Calling pressure to boost funding of sports an "arms race," the 95 university leaders who responded to a study on athletics by the Knight Commission on Intercollegiate Athletics said the industry needs a national overhaul that would include transparency on program budgets.

The findings, which are part of a larger report the commission unveiled in October, were one of the first topics introduced Tuesday at the 2010 convention of the NCAA, which is being held jointly at the Marriott Marquis and Hyatt Regency hotels in downtown Atlanta.

The commission said the presidents blamed most of the problems on "excessive" salaries for football and basketball coaches and noted that salvaging college athletics could come down to dumping some sports programs in sacrifice.

"They believe there is a problem and that something needs to be done about it," Rick Hesel, principal with Art & Science Group, said of the presidents' responses. "But they are not sanguine for positive change."

The reason for their pessimism: money and competition.

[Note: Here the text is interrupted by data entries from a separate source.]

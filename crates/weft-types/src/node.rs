//! Parsed node trees — the input contract of the execution core.
//!
//! An external parser turns model source text into a tree of [`Node`]s.
//! Each node carries a discriminant `tag` plus tag-specific attributes
//! (an `ifelse` node carries `condition`/`thenblock`/`elseblock`, a
//! `lookup` node carries `parent`/`child`, and so on). The factory in
//! `weft-eval` dispatches on the tag to build executable AST nodes.
//!
//! Trees serialize as JSON so out-of-process parsers can hand them over
//! the host boundary. The builder methods exist for hosts and tests that
//! assemble trees in Rust directly.

use crate::Span;
use serde::{Deserialize, Serialize};
use std::collections::BTreeMap;

/// A single parsed node: discriminant tag + named attributes.
#[derive(Debug, Clone, PartialEq, Serialize, Deserialize)]
pub struct Node {
    pub tag: String,
    #[serde(default, skip_serializing_if = "Span::is_unknown")]
    pub span: Span,
    #[serde(default, skip_serializing_if = "BTreeMap::is_empty")]
    pub attrs: BTreeMap<String, Attr>,
}

/// An attribute value on a [`Node`].
///
/// Untagged in JSON: `true`, `1.5`, `"count"`, `{...}` (a child node),
/// `[...]` (a list of child nodes).
#[derive(Debug, Clone, PartialEq, Serialize, Deserialize)]
#[serde(untagged)]
pub enum Attr {
    Bool(bool),
    Number(f64),
    Text(String),
    Node(Box<Node>),
    List(Vec<Node>),
}

impl Node {
    /// Create a node with no attributes and an unknown span.
    pub fn new(tag: impl Into<String>) -> Self {
        Self {
            tag: tag.into(),
            span: Span::default(),
            attrs: BTreeMap::new(),
        }
    }

    // ── Builders ─────────────────────────────────────────────────────────

    /// Attach a source span.
    pub fn at(mut self, span: Span) -> Self {
        self.span = span;
        self
    }

    pub fn with_text(mut self, key: impl Into<String>, value: impl Into<String>) -> Self {
        self.attrs.insert(key.into(), Attr::Text(value.into()));
        self
    }

    pub fn with_number(mut self, key: impl Into<String>, value: f64) -> Self {
        self.attrs.insert(key.into(), Attr::Number(value));
        self
    }

    pub fn with_flag(mut self, key: impl Into<String>, value: bool) -> Self {
        self.attrs.insert(key.into(), Attr::Bool(value));
        self
    }

    pub fn with_child(mut self, key: impl Into<String>, child: Node) -> Self {
        self.attrs.insert(key.into(), Attr::Node(Box::new(child)));
        self
    }

    pub fn with_list(mut self, key: impl Into<String>, children: Vec<Node>) -> Self {
        self.attrs.insert(key.into(), Attr::List(children));
        self
    }

    // ── Accessors ────────────────────────────────────────────────────────

    /// Text attribute, if present and textual.
    pub fn text(&self, key: &str) -> Option<&str> {
        match self.attrs.get(key) {
            Some(Attr::Text(s)) => Some(s),
            _ => None,
        }
    }

    /// Numeric attribute, if present and numeric.
    pub fn number(&self, key: &str) -> Option<f64> {
        match self.attrs.get(key) {
            Some(Attr::Number(n)) => Some(*n),
            _ => None,
        }
    }

    /// Boolean attribute, if present and boolean.
    pub fn flag(&self, key: &str) -> Option<bool> {
        match self.attrs.get(key) {
            Some(Attr::Bool(b)) => Some(*b),
            _ => None,
        }
    }

    /// Child node attribute, if present and a single node.
    pub fn child(&self, key: &str) -> Option<&Node> {
        match self.attrs.get(key) {
            Some(Attr::Node(n)) => Some(n),
            _ => None,
        }
    }

    /// Node list attribute, if present and a list.
    pub fn list(&self, key: &str) -> Option<&[Node]> {
        match self.attrs.get(key) {
            Some(Attr::List(nodes)) => Some(nodes),
            _ => None,
        }
    }

    // ── JSON ─────────────────────────────────────────────────────────────

    /// Parse a node tree from JSON (the external parser hand-over format).
    pub fn from_json(json: &str) -> Result<Self, serde_json::Error> {
        serde_json::from_str(json)
    }

    /// Serialize to compact JSON.
    pub fn to_json(&self) -> String {
        serde_json::to_string(self).unwrap_or_else(|_| "{}".to_string())
    }
}

#[cfg(test)]
mod tests {
    use super::*;

    #[test]
    fn builder_and_accessors() {
        let node = Node::new("vardecl")
            .with_text("id", "count")
            .with_flag("constant", false)
            .with_child("value", Node::new("number").with_number("value", 0.0));

        assert_eq!(node.tag, "vardecl");
        assert_eq!(node.text("id"), Some("count"));
        assert_eq!(node.flag("constant"), Some(false));
        assert_eq!(node.child("value").map(|n| n.tag.as_str()), Some("number"));
        assert_eq!(node.text("missing"), None);
        // wrong attribute kind
        assert_eq!(node.number("id"), None);
    }

    #[test]
    fn json_round_trip() {
        let node = Node::new("ifelse")
            .at(Span::new(3, 1, 5, 2))
            .with_child("condition", Node::new("id").with_text("name", "True"))
            .with_child(
                "thenblock",
                Node::new("sequence").with_list("statements", vec![]),
            );
        let json = node.to_json();
        let back = Node::from_json(&json).unwrap();
        assert_eq!(node, back);
    }

    #[test]
    fn from_external_json() {
        // Shape an out-of-process parser would emit.
        let json = r#"{
            "tag": "assign",
            "attrs": {
                "id": "count",
                "value": {"tag": "number", "attrs": {"value": 3}}
            }
        }"#;
        let node = Node::from_json(json).unwrap();
        assert_eq!(node.tag, "assign");
        assert_eq!(node.text("id"), Some("count"));
        assert_eq!(
            node.child("value").and_then(|n| n.number("value")),
            Some(3.0)
        );
        assert!(node.span.is_unknown());
    }
}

The majority of the university presidents said their individual athletic programs were sustainable, but concluded that other schools in their division -- indeed in the nation -- could not survive on their current paths and were essentially "cooking the books," said Hesel, whose company aided in compiling the Knight study.

To right the ship, universities would need some oversight authority make the industry play by the same rules, the presidents told the commission. While they would like to push those changes through themselves, that isn't possible with the disparate interests of alumni, boosters, politicians and commercial entities like television and sponsors invested in the industry.

College sports can be prolific money-makers, even in a struggling economy. According to value analysis by Forbes magazine, the football program at the University of Texas, runner-up in the national championship game last week, generated $82 million last season. The program at Alabama, which defeated the Longhorns in that game, topped out at $92 million.

Coaches are becoming rich men. According to a salary analysis by USA Today of the 120 coaches in Division I, at least 25 coaches made $2 million or more in total income last season. Nine of them made $3 million or more.

University presidents who have tried to bring sports programs into fiscal line have done so at their own peril, Hesel said. The presidents were granted confidentiality to entice them to speak freely to the commission, Hesel said.

"One president of a very, very successful football institution said, ‘We'll get to the point where we literally can't do it,' " Hesel said. " ‘And we're one of the rich schools. TV contracts won't continue to grow and money will cut itself off. We're going the way of NASCAR, which priced itself out of its market by building too many training facilities and the like.' "

Another president told the commission, "The problem is it is such big money. It's an arms race that is self-perpetuating," according to Hesel.

The idea of cutting sports programs worries Nancy Hogshead-Makar because it could impact women's athletics. She said the dominant culture in college sports regards the financial survival of football and men's basketball as an imperative. Women's programs that were facilitated by Title IX, which helped pave the way for sports equality for women in education, are viewed as baggage.

"What they're really saying is that really only men's football and basketball spending is sustainable if they cut other sports," said Hogshead-Makar, director of the Legal Advocacy Center for Women in Sports. "Undoubtedly Title IX will be seen as the cause of all the costs.

"This makes it very difficult for women to participate in athletics."

J. Douglass Toma, an associate professor at the University of Georgia's Institute of Higher Education, argued that athletics is critical to college culture and that the problem is not spending, but where to draw the line.

Athletics give local colleges a national brand, connect with local residents who are not able to relate to the institution in other ways and people affiliate with schools because of their teams' distinctiveness, Toma said.

"The form that culture takes is often associated with athletics," he said. "Think about the songs, think about the symbols, think about the rituals and the ceremonies that occur on a large college campus. They almost always have something to do with athletics."